# 2008 T31 2.0dci 4x4 engine warning light plus P2A00 code



## itfidds (Jul 27, 2021)

Hi everyone,
At the beginning of July the engine warning light came on nad stayed solid.
A friend used his OBD2 diagnostic tool and it showed the following: -

Car Scanner ELM OBD2​DTC report​Selected brand: Nissan​============1==============​P2A00​Raw code: 2A00​ECU: Engine control unit​Status: Confirmed​OBDII: Heated oxygen sensor (HO2S) 1, bank 1 - circuit range/performance​============2==============​P2A00​Raw code: 2A00​ECU: Engine control unit​Status: Validated and stored in non volatile memory, Validated fault present at time of request​OBDII: Heated oxygen sensor (HO2S) 1, bank 1 - circuit range/performance​============3==============​P2A00(00)​Raw code: 2A0000​ECU: Engine control unit​Status: Pending, Confirmed, Test failed since last DTC clear, Test not completed during this operation cycle, Warning indicator requested​OBDII: Heated oxygen sensor (HO2S) 1, bank 1 - circuit range/performance​
The local garage replaced the Lambda Sensor which was fine for 3 weeks.
Now the light has come on again and the OBD2 is reporting the following: -

Car Scanner ELM OBD2​DTC report​Selected brand: Nissan​============1==============​P0131​Raw code: 0131​ECU: Engine control unit​Status: Pending​OBDII: Heated oxygen sensor (HO2S) 1, bank 1 - low voltage​Nissan: O2 Sensor Circuit Low Voltage (Bank 1 Sensor 1)​============2==============​P0131​Raw code: 0131​ECU: Engine control unit​Status: Validated fault present at time of request​OBDII: Heated oxygen sensor (HO2S) 1, bank 1 - low voltage​Nissan: O2 Sensor Circuit Low Voltage (Bank 1 Sensor 1)​============3==============​P0131(00)​Raw code: 013100​ECU: Engine control unit​Status: Pending, Test failed since last DTC clear​OBDII: Heated oxygen sensor (HO2S) 1, bank 1 - low voltage​Nissan: O2 Sensor Circuit Low Voltage (Bank 1 Sensor 1)​
So, my question is, was the replacement of the Lambda Sensor correct and if so what is the second code saying?
If the Lambda Sensor was not the correct diagnosis, has replacing it caused the second error?

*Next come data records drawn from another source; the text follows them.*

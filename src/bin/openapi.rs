use anyhow::Result;

fn main() -> Result<()> {
    let doc = warden::api::openapi();
    let json = serde_json::to_string_pretty(&doc)?;
    println!("{json}");
    Ok(())
}
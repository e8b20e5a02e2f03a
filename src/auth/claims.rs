//! Session token claims and the signing codec.

use jsonwebtoken::{Algorithm, DecodingKey, EncodingKey, Header, Validation, decode, encode};
use secrecy::{ExposeSecret, SecretString};
use serde::{Deserialize, Serialize};
use std::time::{Duration, SystemTime, UNIX_EPOCH};
use tracing::debug;
use utoipa::ToSchema;

use super::AuthError;

/// Decoded, verified contents of a session token.
#[derive(Clone, Debug, PartialEq, Eq, Serialize, Deserialize, ToSchema)]
pub struct Claims {
    /// User id.
    pub sub: String,
    /// Token id; matches the user's server-side session while the token is current.
    pub jti: String,
    pub iss: String,
    pub iat: u64,
    pub exp: u64,
}

impl Claims {
    /// Fresh claims for `sub`, valid for `ttl` from now.
    #[must_use]
    pub fn new(issuer: &str, sub: &str, ttl: Duration) -> Self {
        let now = SystemTime::now()
            .duration_since(UNIX_EPOCH)
            .map_or(0, |elapsed| elapsed.as_secs());
        Self {
            sub: sub.to_string(),
            jti: ulid::Ulid::new().to_string(),
            iss: issuer.to_string(),
            iat: now,
            exp: now.saturating_add(ttl.as_secs()),
        }
    }
}

/// Signs and verifies session tokens.
pub trait ClaimsCodec: Send + Sync {
    /// # Errors
    /// Returns `Signing` if the token cannot be produced.
    fn sign(&self, claims: &Claims) -> Result<String, AuthError>;

    /// # Errors
    /// Returns `Unauthenticated` for a bad signature, issuer or expiry.
    fn verify(&self, token: &str) -> Result<Claims, AuthError>;
}

/// HS256 JWT codec keyed by a shared secret.
pub struct JwtCodec {
    encoding: EncodingKey,
    decoding: DecodingKey,
    validation: Validation,
}

impl JwtCodec {
    #[must_use]
    pub fn new(key: &SecretString, issuer: &str) -> Self {
        let secret = key.expose_secret().as_bytes();
        let mut validation = Validation::new(Algorithm::HS256);
        validation.set_issuer(&[issuer]);
        validation.set_required_spec_claims(&["exp", "iss", "sub"]);
        validation.leeway = 0;
        Self {
            encoding: EncodingKey::from_secret(secret),
            decoding: DecodingKey::from_secret(secret),
            validation,
        }
    }
}

impl ClaimsCodec for JwtCodec {
    fn sign(&self, claims: &Claims) -> Result<String, AuthError> {
        encode(&Header::new(Algorithm::HS256), claims, &self.encoding)
            .map_err(|err| AuthError::Signing(err.to_string()))
    }

    fn verify(&self, token: &str) -> Result<Claims, AuthError> {
        decode::<Claims>(token, &self.decoding, &self.validation)
            .map(|data| data.claims)
            .map_err(|err| {
                debug!("Rejected session token: {err}");
                AuthError::Unauthenticated
            })
    }
}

Lastly, looking at these two 'issues' is it possible to make a diagnosis without taking the car to a Nissan garage?
I don't have a problem with paying a Nissan garage (although I guess the price will be steep) it is more that, living in rural Spain, the nearest dealership is over 30 miles away.
And, being Spain, it will likely be 'mañana'... which will mean dropping the car off and having someone pick me up then dropping me back at the garage when it might be ready!

So, any help or information I can get will be greatly appreciated.

Thanks in advance...


----------



## VStar650CL (Nov 12, 2020)

Did they replace it with an OE Nissan part, or at least a genuine Denso? Cheap aftermarket HO2S's are _never_ a good idea on anything Nissan. Sounds like the repair was correct but the new sensor has gone south.


----------



## itfidds (Jul 27, 2021)

VStar650CL said:


> Did they replace it with an OE Nissan part, or at least a genuine Denso? Cheap aftermarket HO2S's are _never_ a good idea on anything Nissan. Sounds like the repair was correct but the new sensor has gone south.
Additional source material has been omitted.